--- Exercise aim ---
Below are entries; write every one of them out again exactly.

--- Working data ---

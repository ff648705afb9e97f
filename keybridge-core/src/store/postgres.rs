//! PostgreSQL credential storage (production)

use sqlx::PgPool;

use crate::types::UserId;

use super::{Credential, StoreError};

pub struct PostgresCredentialStore {
    pool: PgPool,
}

impl PostgresCredentialStore {
    pub async fn connect(database_url: &str) -> Result<Self, StoreError> {
        let pool = PgPool::connect(database_url)
            .await
            .map_err(|e| StoreError::Connection(e.to_string()))?;

        tracing::info!("connected to PostgreSQL credential store");
        Ok(Self { pool })
    }

    pub fn from_pool(pool: PgPool) -> Self {
        Self { pool }
    }

    pub async fn migrate(&self) -> Result<(), StoreError> {
        sqlx::migrate!("./migrations")
            .run(&self.pool)
            .await
            .map_err(|e| StoreError::Migration(e.to_string()))?;

        tracing::info!("credential store migrations completed");
        Ok(())
    }

    pub async fn check_health(&self) -> Result<(), StoreError> {
        sqlx::query("SELECT 1")
            .execute(&self.pool)
            .await
            .map_err(|e| StoreError::Connection(e.to_string()))?;
        Ok(())
    }

    pub async fn save(&self, credential: &Credential) -> Result<(), StoreError> {
        sqlx::query(
            r#"
            INSERT INTO credentials (credential_id, user_id, public_key, counter, transports)
            VALUES ($1, $2, $3, $4, $5)
            ON CONFLICT (credential_id) DO UPDATE SET
                user_id = EXCLUDED.user_id,
                public_key = EXCLUDED.public_key,
                counter = EXCLUDED.counter,
                transports = EXCLUDED.transports,
                last_used_at = NOW()
            "#,
        )
        .bind(&credential.id)
        .bind(credential.user_id.as_str())
        .bind(&credential.public_key)
        .bind(credential.counter as i64)
        .bind(&credential.transports)
        .execute(&self.pool)
        .await
        .map_err(|e| StoreError::Query(e.to_string()))?;

        tracing::info!(credential_id = %credential.id, "credential stored");
        Ok(())
    }

    pub async fn get_by_id(&self, credential_id: &str) -> Result<Option<Credential>, StoreError> {
        let row = sqlx::query_as::<_, CredentialRow>(
            r#"
            SELECT credential_id, user_id, public_key, counter, transports
            FROM credentials
            WHERE credential_id = $1
            "#,
        )
        .bind(credential_id)
        .fetch_optional(&self.pool)
        .await
        .map_err(|e| StoreError::Query(e.to_string()))?;

        Ok(row.map(CredentialRow::into_credential))
    }

    pub async fn get_by_user(&self, user_id: &UserId) -> Result<Vec<Credential>, StoreError> {
        let rows = sqlx::query_as::<_, CredentialRow>(
            r#"
            SELECT credential_id, user_id, public_key, counter, transports
            FROM credentials
            WHERE user_id = $1
            "#,
        )
        .bind(user_id.as_str())
        .fetch_all(&self.pool)
        .await
        .map_err(|e| StoreError::Query(e.to_string()))?;

        Ok(rows.into_iter().map(CredentialRow::into_credential).collect())
    }

    pub async fn update_counter(
        &self,
        credential_id: &str,
        counter: u32,
    ) -> Result<(), StoreError> {
        // Zero rows affected means the credential is gone; mirroring the
        // memory backend, that is a no-op rather than an error.
        sqlx::query(
            r#"
            UPDATE credentials
            SET counter = $2, last_used_at = NOW()
            WHERE credential_id = $1
            "#,
        )
        .bind(credential_id)
        .bind(counter as i64)
        .execute(&self.pool)
        .await
        .map_err(|e| StoreError::Query(e.to_string()))?;

        Ok(())
    }
}

#[derive(sqlx::FromRow)]
struct CredentialRow {
    credential_id: String,
    user_id: String,
    public_key: Vec<u8>,
    counter: i64,
    transports: Vec<String>,
}

impl CredentialRow {
    fn into_credential(self) -> Credential {
        Credential {
            id: self.credential_id,
            user_id: UserId::from(self.user_id),
            public_key: self.public_key,
            counter: self.counter as u32,
            transports: self.transports,
        }
    }
}

impl std::fmt::Debug for PostgresCredentialStore {
    fn fmt(&self, f: &mut std::fmt::Formatter<'_>) -> std::fmt::Result {
        f.debug_struct("PostgresCredentialStore")
            .field("pool", &"<PgPool>")
            .finish()
    }
}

--- Response ---
repository ff648705afb9e97f
filename keybridge-core/src/store/postgres.rs
//! PostgreSQL credential storage (production)

use sqlx::PgPool;

use crate::types::UserId;

use super::{Credential, StoreError};

pub struct PostgresCredentialStore {
    pool: PgPool,
}

impl PostgresCredentialStore {
    pub async fn connect(database_url: &str) -> Result<Self, StoreError> {
        let pool = PgPool::connect(database_url)
            .await
            .map_err(|e| StoreError::Connection(e.to_string()))?;

        tracing::info!("connected to PostgreSQL credential store");
        Ok(Self { pool })
    }

    pub fn from_pool(pool: PgPool) -> Self {
        Self { pool }
    }

    pub async fn migrate(&self) -> Result<(), StoreError> {
        sqlx::migrate!("./migrations")
            .run(&self.pool)
            .await
            .map_err(|e| StoreError::Migration(e.to_string()))?;

        tracing::info!("credential store migrations completed");
        Ok(())
    }

    pub async fn check_health(&self) -> Result<(), StoreError> {
        sqlx::query("SELECT 1")
            .execute(&self.pool)
            .await
            .map_err(|e| StoreError::Connection(e.to_string()))?;
        Ok(())
    }

    pub async fn save(&self, credential: &Credential) -> Result<(), StoreError> {
        sqlx::query(
            r#"
            INSERT INTO credentials (credential_id, user_id, public_key, counter, transports)
            VALUES ($1, $2, $3, $4, $5)
            ON CONFLICT (credential_id) DO UPDATE SET
                user_id = EXCLUDED.user_id,
                public_key = EXCLUDED.public_key,
                counter = EXCLUDED.counter,
                transports = EXCLUDED.transports,
                last_used_at = NOW()
            "#,
        )
        .bind(&credential.id)
        .bind(credential.user_id.as_str())
        .bind(&credential.public_key)
        .bind(credential.counter as i64)
        .bind(&credential.transports)
        .execute(&self.pool)
        .await
        .map_err(|e| StoreError::Query(e.to_string()))?;

        tracing::info!(credential_id = %credential.id, "credential stored");
        Ok(())
    }

    pub async fn get_by_id(&self, credential_id: &str) -> Result<Option<Credential>, StoreError> {
        let row = sqlx::query_as::<_, CredentialRow>(
            r#"
            SELECT credential_id, user_id, public_key, counter, transports
            FROM credentials
            WHERE credential_id = $1
            "#,
        )
        .bind(credential_id)
        .fetch_optional(&self.pool)
        .await
        .map_err(|e| StoreError::Query(e.to_string()))?;

        Ok(row.map(CredentialRow::into_credential))
    }

    pub async fn get_by_user(&self, user_id: &UserId) -> Result<Vec<Credential>, StoreError> {
        let rows = sqlx::query_as::<_, CredentialRow>(
            r#"
            SELECT credential_id, user_id, public_key, counter, transports
            FROM credentials
            WHERE user_id = $1
            "#,
        )
        .bind(user_id.as_str())
        .fetch_all(&self.pool)
        .await
        .map_err(|e| StoreError::Query(e.to_string()))?;

        Ok(rows.into_iter().map(CredentialRow::into_credential).collect())
    }

    pub async fn update_counter(
        &self,
        credential_id: &str,
        counter: u32,
    ) -> Result<(), StoreError> {
        // Zero rows affected means the credential is gone; mirroring the
        // memory backend, that is a no-op rather than an error.
        sqlx::query(
            r#"
            UPDATE credentials
            SET counter = $2, last_used_at = NOW()
            WHERE credential_id = $1
            "#,
        )
        .bind(credential_id)
        .bind(counter as i64)
        .execute(&self.pool)
        .await
        .map_err(|e| StoreError::Query(e.to_string()))?;

        Ok(())
    }
}

#[derive(sqlx::FromRow)]
struct CredentialRow {
    credential_id: String,
    user_id: String,
    public_key: Vec<u8>,
    counter: i64,
    transports: Vec<String>,
}

impl CredentialRow {
    fn into_credential(self) -> Credential {
        Credential {
            id: self.credential_id,
            user_id: UserId::from(self.user_id),
            public_key: self.public_key,
            counter: self.counter as u32,
            transports: self.transports,
        }
    }
}

impl std::fmt::Debug for PostgresCredentialStore {
    fn fmt(&self, f: &mut std::fmt::Formatter<'_>) -> std::fmt::Result {
        f.debug_struct("PostgresCredentialStore")
            .field("pool", &"<PgPool>")
            .finish()
    }
}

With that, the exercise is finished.